L’affaire rappelle surtout que, dans un monde où rien n’est gratuit, le mécénat n’est pas innocent. Il devient un argument de poids pour établir une zone d’influence, devenir omniprésent, voire indispensable. C’est le cas de Nestlé, qui arrose les institutions, culturelles notamment.

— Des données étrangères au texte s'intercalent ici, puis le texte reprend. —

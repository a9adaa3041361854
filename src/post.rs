//! Defines the [`Post`] record and the ordering stage that arranges a
//! freshly parsed collection by publication date.

use std::collections::HashMap;

use chrono::NaiveDate;
use gtmpl_value::Value;

/// The front-matter and feed date format.
pub const DATE_FORMAT: &str = "%Y-%m-%d";

/// A single parsed document. Constructed once per source file while the
/// collection is built, then held immutably by the site for the rest of the
/// run.
#[derive(Clone, Debug)]
pub struct Post {
    /// The post's title; empty if the front matter omits one.
    pub title: String,

    /// The publication date exactly as written in the front matter
    /// (`YYYY-MM-DD`). Parsed only where a comparison or a feed timestamp
    /// needs it; never rewritten.
    pub date: String,

    /// The URL path segment and output file name, derived from the source
    /// file's base name. Unique because source file names are unique.
    pub slug: String,

    /// The rendered body. Already HTML: templates interpolate it verbatim.
    pub content: String,

    /// A plain-text summary of at most 150 characters.
    pub summary: String,
}

impl Post {
    /// Converts a [`Post`] into a [`Value`] so it can be rendered in a
    /// template.
    pub fn to_value(&self) -> Value {
        let mut m: HashMap<String, Value> = HashMap::new();
        m.insert("title".to_owned(), Value::String(self.title.clone()));
        m.insert("date".to_owned(), Value::String(self.date.clone()));
        m.insert("slug".to_owned(), Value::String(self.slug.clone()));
        m.insert("summary".to_owned(), Value::String(self.summary.clone()));
        m.insert("content".to_owned(), Value::String(self.content.clone()));
        Value::Object(m)
    }
}

/// Sorts posts by publication date, most recent first. The sort is stable,
/// so posts sharing a date keep their relative input order. That input order
/// is the content directory's enumeration order, which makes it an
/// observable property of the generated index and feed.
pub fn sort_by_date(posts: &mut [Post]) {
    posts.sort_by(|a, b| date_key(&b.date).cmp(&date_key(&a.date)));
}

// Parses a date for ordering purposes only. A date that doesn't parse
// compares as the epoch, which places it after every valid date without
// aborting the sort.
fn date_key(date: &str) -> NaiveDate {
    NaiveDate::parse_from_str(date, DATE_FORMAT).unwrap_or_else(|_| epoch())
}

fn epoch() -> NaiveDate {
    NaiveDate::from_ymd_opt(1970, 1, 1).unwrap() // a valid date; cannot fail
}

#[cfg(test)]
mod test {
    use super::*;

    fn post(slug: &str, date: &str) -> Post {
        Post {
            title: slug.to_owned(),
            date: date.to_owned(),
            slug: slug.to_owned(),
            content: String::new(),
            summary: String::new(),
        }
    }

    fn slugs(posts: &[Post]) -> Vec<&str> {
        posts.iter().map(|p| p.slug.as_str()).collect()
    }

    #[test]
    fn test_sort_descending() {
        let mut posts = vec![
            post("oldest", "2022-03-01"),
            post("newest", "2024-11-15"),
            post("middle", "2023-07-09"),
        ];
        sort_by_date(&mut posts);
        assert_eq!(slugs(&posts), vec!["newest", "middle", "oldest"]);
    }

    #[test]
    fn test_equal_dates_keep_input_order() {
        let mut posts = vec![
            post("first", "2024-01-01"),
            post("second", "2024-01-01"),
            post("third", "2024-01-01"),
        ];
        sort_by_date(&mut posts);
        assert_eq!(slugs(&posts), vec!["first", "second", "third"]);
    }

    #[test]
    fn test_unparsable_dates_sort_last() {
        let mut posts = vec![
            post("undated", "not-a-date"),
            post("dated", "2021-05-05"),
            post("blank", ""),
        ];
        sort_by_date(&mut posts);
        assert_eq!(slugs(&posts), vec!["dated", "undated", "blank"]);
    }
}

Musées, salles de concerts, festivals… Difficile de résister à la tentation de l’argent dans des structures – parfois modestes – pour qui quelques dizaines de milliers de francs font une indéniable différence dans le budget. Avec ses milliards de francs de bénéfices annuels (8,5 en 2016, pour 89,5 milliards de chiffre d’affaires), Nestlé peut, pour sa part, se permettre d’être généreuse. Elle a même tout à y gagner. En Suisse, les allégements fiscaux pour les géants du commerce et les grandes fortunes sont encouragés. On l’a vu avec les milliards de pertes fiscales qu’aurait induite la RIE III, refusée par le peuple, et dont on attend de voir si le successeur – Projet fiscal 17 – insistera davantage sur le maintien des recettes que sur les cadeaux aux entreprises. Car ces ristournes affaiblissent les comptes publics, lesquels ne peuvent plus maintenir la cohésion sociale, qui dépend au final du bon vouloir des plus riches au détriment du contrôle démocratique
Soulagées d’un poids économique, les collectivités oublient parfois l’adage du «qui paie commande». Et les fondations et autres structures caritatives ont su se rendre indispensables, investissant dans l’éducation, la réinsertion, le social, le sport… parfois davantage que l’Etat lui-même. Jusqu’où accepter cette privatisation de la culture, de l’enseignement, de l’espace public et des activités sociales? A Genève, une enquête de la Tribune parue le 2 février interpelle quant à l’influence de la fondation Wilsdorf sur les tâches régaliennes de l’Etat. Et elle n’est pas la seule à arroser les bords du Léman de ses largesses.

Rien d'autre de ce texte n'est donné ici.